* [INSTRUCTIONS TO FOLLOW]: Nothing should be left out. Give all the data again exactly as written.

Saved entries
------------------------------------
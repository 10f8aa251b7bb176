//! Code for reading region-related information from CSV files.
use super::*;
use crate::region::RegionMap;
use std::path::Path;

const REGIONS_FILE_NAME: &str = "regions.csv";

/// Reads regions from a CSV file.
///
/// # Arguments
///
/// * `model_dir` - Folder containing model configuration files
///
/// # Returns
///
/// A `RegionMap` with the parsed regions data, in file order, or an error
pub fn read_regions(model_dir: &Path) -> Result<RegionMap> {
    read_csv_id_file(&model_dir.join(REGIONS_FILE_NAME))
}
------------------------------------
* [RESULT OF THIS EXERCISE]:
repository 10f8aa251b7bb176
//! Code for reading region-related information from CSV files.
use super::*;
use crate::region::RegionMap;
use std::path::Path;

const REGIONS_FILE_NAME: &str = "regions.csv";

/// Reads regions from a CSV file.
///
/// # Arguments
///
/// * `model_dir` - Folder containing model configuration files
///
/// # Returns
///
/// A `RegionMap` with the parsed regions data, in file order, or an error
pub fn read_regions(model_dir: &Path) -> Result<RegionMap> {
    read_csv_id_file(&model_dir.join(REGIONS_FILE_NAME))
}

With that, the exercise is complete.